TO DO:
Pull each line holding the word "ProjectionProcessor" from the data.

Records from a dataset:
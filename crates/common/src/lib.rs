//! Identifier types shared across the workspace.

mod types;

pub use types::{AggregateId, DriverId, MerchantId, ProductId, UserId};
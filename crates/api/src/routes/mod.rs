//! HTTP handlers and the state they share.

pub mod admin;
pub mod deliveries;
pub mod health;
pub mod metrics;
pub mod orders;
pub mod products;
pub mod wallets;

use std::sync::Arc;

use event_store::EventStore;
use projections::{DeliveryBoardView, DriverEarningsView, ProjectionProcessor};
use settlement::OrderEngine;
use uuid::Uuid;

use crate::error::ApiError;

/// Shared application state accessible from all handlers.
pub struct AppState<S: EventStore> {
    pub engine: OrderEngine<S>,
    pub projection_processor: Arc<ProjectionProcessor<S>>,
    pub delivery_board: DeliveryBoardView,
    pub driver_earnings: DriverEarningsView,
}

impl<S: EventStore + Clone> AppState<S> {
    /// Brings the read models up to date with the store.
    pub async fn refresh_views(&self) -> Result<(), ApiError> {
        self.projection_processor.run_catch_up().await?;
        Ok(())
    }
}

/// Parses a UUID path segment into a typed id.
pub(crate) fn parse_id<T: From<Uuid>>(what: &str, raw: &str) -> Result<T, ApiError> {
    Uuid::parse_str(raw)
        .map(T::from)
        .map_err(|e| ApiError::BadRequest(format!("Invalid {what} id '{raw}': {e}")))
}

#[cfg(test)]
mod tests {
    use super::*;
    use common::{AggregateId, DriverId};

    #[test]
    fn test_parse_id() {
        let raw = "6d8f0d4e-2a55-4b8e-9c1f-0f4a3b2c1d0e";
        let id: AggregateId = parse_id("order", raw).unwrap();
        assert_eq!(id.to_string(), raw);

        let err = parse_id::<DriverId>("driver", "nope").unwrap_err();
        assert!(matches!(err, ApiError::BadRequest(msg) if msg.contains("driver")));
    }
}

SOLUTION FOR THIS TASK:
use projections::{DeliveryBoardView, DriverEarningsView, ProjectionProcessor};
    pub projection_processor: Arc<ProjectionProcessor<S>>,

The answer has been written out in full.